Around 11:30pm, she left to celebrate a friend's birthday, and I began to 'realize' that if I'd had even one drop more, I might have died (since I felt rather like I was passing out when first coming up, and the period where I lost touch with reality seemed like it could have been near-death delirium), and this was absolutely appalling because I had been so reckless, dropping unknown amounts of a drug I'd never done before into my nose, and if my fingers had been just a bit more shaky, I would have been gone forever. The only reason I'd survived, I decided, was because the universe cared about the people who loved.
Around 12:30am, I was still tripping insanely hard, and the drawings had waving clothing and moving hands, and the molding on the walls was dramatically changing shape as I watched. It felt like the blood pressure in my head was through the roof, and I thought that since this drug was a vasoconstrictor, it must have constricted all the blood vessels in my head and they were blown out and never would be functional again. Then I thought about how much that must have affected my brain, though I probably deserved it because I had been so careless, and my life had been saved for the sake of the people who love me, but I certainly could trade my intelligence for keeping my life.
I came to the conclusion that my blood pressure had to be lowered as soon as possible, or blood wouldn't get through my severely constricted vessels into certain parts of my brain and I'd get much dumber. I felt very calm, emotionless, and supremely clear-headed, so I figured my logic was sound (which of course it wasn't). I tried smoking weed to lower my blood pressure, but my head didn't feel any better, so I figured I should get some pharmaceutical-strength drugs, or I'd regret it later.

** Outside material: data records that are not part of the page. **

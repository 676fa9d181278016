//! The navigation and refresh protocol.
//!
//! `navigate()` is the only forward path: history push, then route set, then
//! the partial refresh spawn, then scroll reset, in that order, so a rapid
//! double-navigation always leaves the latest route in place even when an
//! earlier refresh is still in flight. Back/forward restore a route from
//! history and remount its view but perform no snapshot refresh at all; that
//! asymmetry is part of the contract.

use std::sync::Arc;

use tracing::debug;

use crate::router::Route;
use crate::views::{View, ViewContext};

use super::messages::AppMessage;
use super::App;

impl App {
    /// Forward navigation to a route.
    pub fn navigate(&mut self, route: Route) {
        self.history.push(route);
        self.set_route(route);
        if route == Route::Dashboard {
            self.spawn_full_refresh();
        } else {
            self.spawn_navbar_refresh();
        }
        self.scroll = 0;
        self.mark_dirty();
    }

    /// History back. Remounts the view for the restored route without
    /// refreshing the dashboard snapshot.
    pub fn go_back(&mut self) {
        if let Some(route) = self.history.back() {
            self.set_route(route);
            self.scroll = 0;
            self.mark_dirty();
        }
    }

    /// History forward; same no-refresh rule as [`App::go_back`].
    pub fn go_forward(&mut self) {
        if let Some(route) = self.history.forward() {
            self.set_route(route);
            self.scroll = 0;
            self.mark_dirty();
        }
    }

    /// Set the route and mount its view under a fresh generation, orphaning
    /// whatever the previous view still had in flight.
    fn set_route(&mut self, route: Route) {
        if let View::Lesson(lesson) = &mut self.view {
            lesson.flush_all_drafts(&self.storage);
        }
        self.route = route;
        self.view_generation += 1;
        let ctx = ViewContext {
            client: Arc::clone(&self.client),
            tx: self.message_tx.clone(),
            generation: self.view_generation,
        };
        self.view = View::mount(route, ctx, &self.storage);
    }

    /// Concurrently re-fetch skills, progress, and the review queue. A
    /// failed review fetch degrades to a zero count; failed skills or
    /// progress keep their cached values. None of it is user-visible.
    pub fn spawn_full_refresh(&self) {
        let client = Arc::clone(&self.client);
        let tx = self.message_tx.clone();
        tokio::spawn(async move {
            let (skills, progress, queue) = tokio::join!(
                client.list_skills(),
                client.progress(),
                client.review_queue(),
            );
            let skills = skills
                .inspect_err(|e| debug!("dashboard skills refresh failed: {e}"))
                .ok();
            let progress = progress
                .inspect_err(|e| debug!("dashboard progress refresh failed: {e}"))
                .ok();
            let review_count = queue
                .inspect_err(|e| debug!("review queue refresh failed: {e}"))
                .map(|q| q.cards.len())
                .unwrap_or(0);
            let _ = tx.send(AppMessage::DashboardRefreshed {
                skills,
                progress,
                review_count,
            });
        });
    }

    /// Re-fetch progress and review count only; the skills list is not shown
    /// off-dashboard and is left stale on purpose.
    pub fn spawn_navbar_refresh(&self) {
        let client = Arc::clone(&self.client);
        let tx = self.message_tx.clone();
        tokio::spawn(async move {
            let (progress, queue) = tokio::join!(client.progress(), client.review_queue());
            let progress = progress
                .inspect_err(|e| debug!("navbar progress refresh failed: {e}"))
                .ok();
            let review_count = queue
                .inspect_err(|e| debug!("navbar review queue refresh failed: {e}"))
                .map(|q| q.cards.len())
                .unwrap_or(0);
            let _ = tx.send(AppMessage::NavbarRefreshed {
                progress,
                review_count,
            });
        });
    }
}
//! Typed route table.
//!
//! Routes are parsed once per navigation into a [`Route`] value instead of
//! being pattern-matched out of a path string at each use site. The
//! [`History`] stack models browser-style back/forward navigation.

/// All navigable destinations.
#[derive(Debug, Clone, Copy, PartialEq, Eq, Default)]
pub enum Route {
    #[default]
    Dashboard,
    /// The "learn something new" picker.
    NewSkill,
    /// Skill detail with its lesson plan.
    Skill(i64),
    /// Generated cheat sheet for a skill.
    Cheatsheet(i64),
    /// Capstone project for a skill.
    Project(i64),
    /// A lesson body.
    Lesson(i64),
    /// The quiz attached to a lesson.
    Quiz(i64),
    /// Tutor chat, optionally scoped to a skill.
    Chat(Option<i64>),
    /// Spaced-repetition review session.
    Review,
    /// Progress stats and achievements.
    Progress,
}

impl Route {
    /// Parse a path string into a typed route. Unknown paths are `None`.
    pub fn parse(path: &str) -> Option<Route> {
        let path = path.trim_end_matches('/');
        if path.is_empty() || path == "/" {
            return Some(Route::Dashboard);
        }

        let segments: Vec<&str> = path.trim_start_matches('/').split('/').collect();
        match segments.as_slice() {
            ["skills", "new"] => Some(Route::NewSkill),
            ["skills", id] => id.parse().ok().map(Route::Skill),
            ["skills", id, "cheatsheet"] => id.parse().ok().map(Route::Cheatsheet),
            ["skills", id, "project"] => id.parse().ok().map(Route::Project),
            ["lessons", id] => id.parse().ok().map(Route::Lesson),
            ["lessons", id, "quiz"] => id.parse().ok().map(Route::Quiz),
            ["chat"] => Some(Route::Chat(None)),
            ["chat", id] => id.parse().ok().map(|id| Route::Chat(Some(id))),
            ["review"] => Some(Route::Review),
            ["progress"] => Some(Route::Progress),
            _ => None,
        }
    }

    /// The canonical path string for this route.
    pub fn path(&self) -> String {
        match self {
            Route::Dashboard => "/".to_string(),
            Route::NewSkill => "/skills/new".to_string(),
            Route::Skill(id) => format!("/skills/{}", id),
            Route::Cheatsheet(id) => format!("/skills/{}/cheatsheet", id),
            Route::Project(id) => format!("/skills/{}/project", id),
            Route::Lesson(id) => format!("/lessons/{}", id),
            Route::Quiz(id) => format!("/lessons/{}/quiz", id),
            Route::Chat(None) => "/chat".to_string(),
            Route::Chat(Some(id)) => format!("/chat/{}", id),
            Route::Review => "/review".to_string(),
            Route::Progress => "/progress".to_string(),
        }
    }

    /// Short title used in the UI header.
    pub fn title(&self) -> &'static str {
        match self {
            Route::Dashboard => "Dashboard",
            Route::NewSkill => "New Skill",
            Route::Skill(_) => "Skill",
            Route::Cheatsheet(_) => "Cheat Sheet",
            Route::Project(_) => "Project",
            Route::Lesson(_) => "Lesson",
            Route::Quiz(_) => "Quiz",
            Route::Chat(_) => "Tutor Chat",
            Route::Review => "Review",
            Route::Progress => "Progress",
        }
    }
}

/// Browser-style navigation history.
///
/// `push` truncates any forward entries, like a browser does after
/// navigating from a mid-history position.
#[derive(Debug, Clone)]
pub struct History {
    entries: Vec<Route>,
    position: usize,
}

impl History {
    pub fn new(initial: Route) -> Self {
        Self {
            entries: vec![initial],
            position: 0,
        }
    }

    /// The route at the current history position.
    pub fn current(&self) -> Route {
        self.entries[self.position]
    }

    /// Push a new entry, discarding anything forward of the cursor.
    pub fn push(&mut self, route: Route) {
        self.entries.truncate(self.position + 1);
        self.entries.push(route);
        self.position += 1;
    }

    /// Step back. Returns the new current route if there was one.
    pub fn back(&mut self) -> Option<Route> {
        if self.position == 0 {
            return None;
        }
        self.position -= 1;
        Some(self.current())
    }

    /// Step forward. Returns the new current route if there was one.
    pub fn forward(&mut self) -> Option<Route> {
        if self.position + 1 >= self.entries.len() {
            return None;
        }
        self.position += 1;
        Some(self.current())
    }
}

impl Default for History {
    fn default() -> Self {
        Self::new(Route::Dashboard)
    }
}

#[cfg(test)]
mod tests {
    use super::*;

    #[test]
    fn test_parse_dashboard() {
        assert_eq!(Route::parse("/"), Some(Route::Dashboard));
        assert_eq!(Route::parse(""), Some(Route::Dashboard));
    }

    #[test]
    fn test_parse_typed_ids() {
        assert_eq!(Route::parse("/skills/12"), Some(Route::Skill(12)));
        assert_eq!(Route::parse("/lessons/7"), Some(Route::Lesson(7)));
        assert_eq!(Route::parse("/lessons/7/quiz"), Some(Route::Quiz(7)));
        assert_eq!(Route::parse("/chat/3"), Some(Route::Chat(Some(3))));
        assert_eq!(Route::parse("/chat"), Some(Route::Chat(None)));
        assert_eq!(
            Route::parse("/skills/4/cheatsheet"),
            Some(Route::Cheatsheet(4))
        );
        assert_eq!(Route::parse("/skills/4/project"), Some(Route::Project(4)));
    }

    #[test]
    fn test_parse_rejects_non_numeric_ids() {
        assert_eq!(Route::parse("/skills/new"), Some(Route::NewSkill));
        assert_eq!(Route::parse("/skills/abc"), None);
        assert_eq!(Route::parse("/lessons/"), None);
    }

    #[test]
    fn test_parse_unknown_path() {
        assert_eq!(Route::parse("/nope"), None);
        assert_eq!(Route::parse("/skills/1/unknown"), None);
    }

    #[test]
    fn test_path_round_trip() {
        let routes = [
            Route::Dashboard,
            Route::NewSkill,
            Route::Skill(5),
            Route::Cheatsheet(5),
            Route::Project(5),
            Route::Lesson(9),
            Route::Quiz(9),
            Route::Chat(None),
            Route::Chat(Some(2)),
            Route::Review,
            Route::Progress,
        ];
        for route in routes {
            assert_eq!(Route::parse(&route.path()), Some(route));
        }
    }

    #[test]
    fn test_history_back_and_forward() {
        let mut history = History::default();
        history.push(Route::Skill(1));
        history.push(Route::Lesson(2));

        assert_eq!(history.back(), Some(Route::Skill(1)));
        assert_eq!(history.back(), Some(Route::Dashboard));
        assert_eq!(history.back(), None);
        assert_eq!(history.forward(), Some(Route::Skill(1)));
        assert_eq!(history.forward(), Some(Route::Lesson(2)));
        assert_eq!(history.forward(), None);
    }

    #[test]
    fn test_history_push_truncates_forward_entries() {
        let mut history = History::default();
        history.push(Route::Review);
        history.back();
        history.push(Route::Progress);

        // The Review entry is gone
        assert_eq!(history.forward(), None);
        assert_eq!(history.current(), Route::Progress);
        assert_eq!(history.back(), Some(Route::Dashboard));
    }
}
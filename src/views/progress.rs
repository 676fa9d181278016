//! Progress view: stats, achievements, and the daily-XP chart, fetched
//! concurrently. The export link is opened in the system handler rather
//! than fetched.

use crate::app::messages::{Effect, ViewEvent};
use crate::models::{Achievement, ChartData, Progress};
use crate::notifications::ToastKind;

use super::ViewContext;

pub struct ProgressView {
    ctx: ViewContext,
    pub stats: Option<Progress>,
    pub achievements: Vec<Achievement>,
    pub charts: Option<ChartData>,
    pub loading: bool,
    pub error: Option<String>,
}

impl ProgressView {
    pub fn mount(ctx: ViewContext) -> Self {
        let view = Self {
            ctx,
            stats: None,
            achievements: Vec::new(),
            charts: None,
            loading: true,
            error: None,
        };
        let ctx = view.ctx.clone();
        tokio::spawn(async move {
            let (stats, achievements, charts) = tokio::join!(
                ctx.client.progress(),
                ctx.client.achievements(),
                ctx.client.charts(),
            );
            ctx.send(ViewEvent::ProgressStatsLoaded {
                stats: stats.map_err(|e| e.to_string()),
                achievements: achievements.map_err(|e| e.to_string()),
                charts: charts.map_err(|e| e.to_string()),
            });
        });
        view
    }

    /// Open the CSV export in the default browser.
    pub fn open_export(&self) -> Vec<Effect> {
        match open::that(self.ctx.client.export_url()) {
            Ok(()) => vec![Effect::Toast {
                message: "Export opened in browser".to_string(),
                kind: ToastKind::Info,
            }],
            Err(_) => vec![Effect::Toast {
                message: "Could not open export".to_string(),
                kind: ToastKind::Error,
            }],
        }
    }

    pub fn apply(&mut self, event: ViewEvent) -> Vec<Effect> {
        if let ViewEvent::ProgressStatsLoaded {
            stats,
            achievements,
            charts,
        } = event
        {
            self.loading = false;
            match stats {
                Ok(stats) => self.stats = Some(stats),
                Err(e) => self.error = Some(e),
            }
            // Achievements and charts degrade to empty panels.
            if let Ok(achievements) = achievements {
                self.achievements = achievements;
            }
            if let Ok(charts) = charts {
                self.charts = Some(charts);
            }
        }
        Vec::new()
    }
}

#[cfg(test)]
mod tests {
    use super::*;
    use crate::views::tests::test_ctx;

    #[tokio::test]
    async fn stats_failure_is_inline_error() {
        let (ctx, _rx) = test_ctx();
        let mut view = ProgressView::mount(ctx);
        view.apply(ViewEvent::ProgressStatsLoaded {
            stats: Err("down".into()),
            achievements: Ok(vec![]),
            charts: Err("down".into()),
        });
        assert!(!view.loading);
        assert!(view.error.is_some());
        assert!(view.charts.is_none());
    }

    #[tokio::test]
    async fn partial_failures_keep_the_rest() {
        let (ctx, _rx) = test_ctx();
        let mut view = ProgressView::mount(ctx);
        view.apply(ViewEvent::ProgressStatsLoaded {
            stats: Ok(Progress::default()),
            achievements: Err("down".into()),
            charts: Ok(ChartData::default()),
        });
        assert!(view.stats.is_some());
        assert!(view.achievements.is_empty());
        assert!(view.charts.is_some());
        assert!(view.error.is_none());
    }
}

Around 1:30am, I called the EMTs for a drug overdose (I told them 2C-B since I figured that was more common, but they had no clue what it was - how are they supposed to treat drug overdoses like that??), and they put me in an ambulance, and tested my vitals, but they were fine and my only complaint was a headache. I kept telling them that it was a vasoconstrictor and I needed drugs to lower my blood pressure, but the doctor said that was unnecessary - 'we don't want to fix what isn't broken!'
They all left to take care of real emergencies - people were being run in, vomiting and yelling and dying and I felt so bad about taking up an entire ambulance (but not that bad because I melodramatically thought that no matter what, there was an ambulance destined for me that day), so I sat there quietly, since I'd realized they wouldn't give me drugs if my vitals were fine. I was still tripping, but perfectly calm and detached. One of the nurses insisted that I take a urine test, but I legitimately forgot to pee in the cup, and she rolled her eyes like I've never seen eyes rolled before, so she took me back to the bed and said that I had to pee in the cup before I left, it was hospital policy. After a while another nurse came over and let me go, and I never did have to pee in the cup.
Around 4:30am, I was out of the hospital and walked home. Everyone had heard I'd gone to the hospital, and were worried about me and felt so bad for leaving me, but I didn't mind. I was still convinced that all my brain cells were gone, but not afraid, I'd never really been afraid, just clear and perfectly logical. The visuals had finally subsided.
Around 7:30am, my boyfriend finally convinced me that I had not overdosed to the point of brain cell damage, that I'd have been turning blue and unconscious if my brain cells were being damaged - but it took about 30 minutes of arguing, I had been so convinced.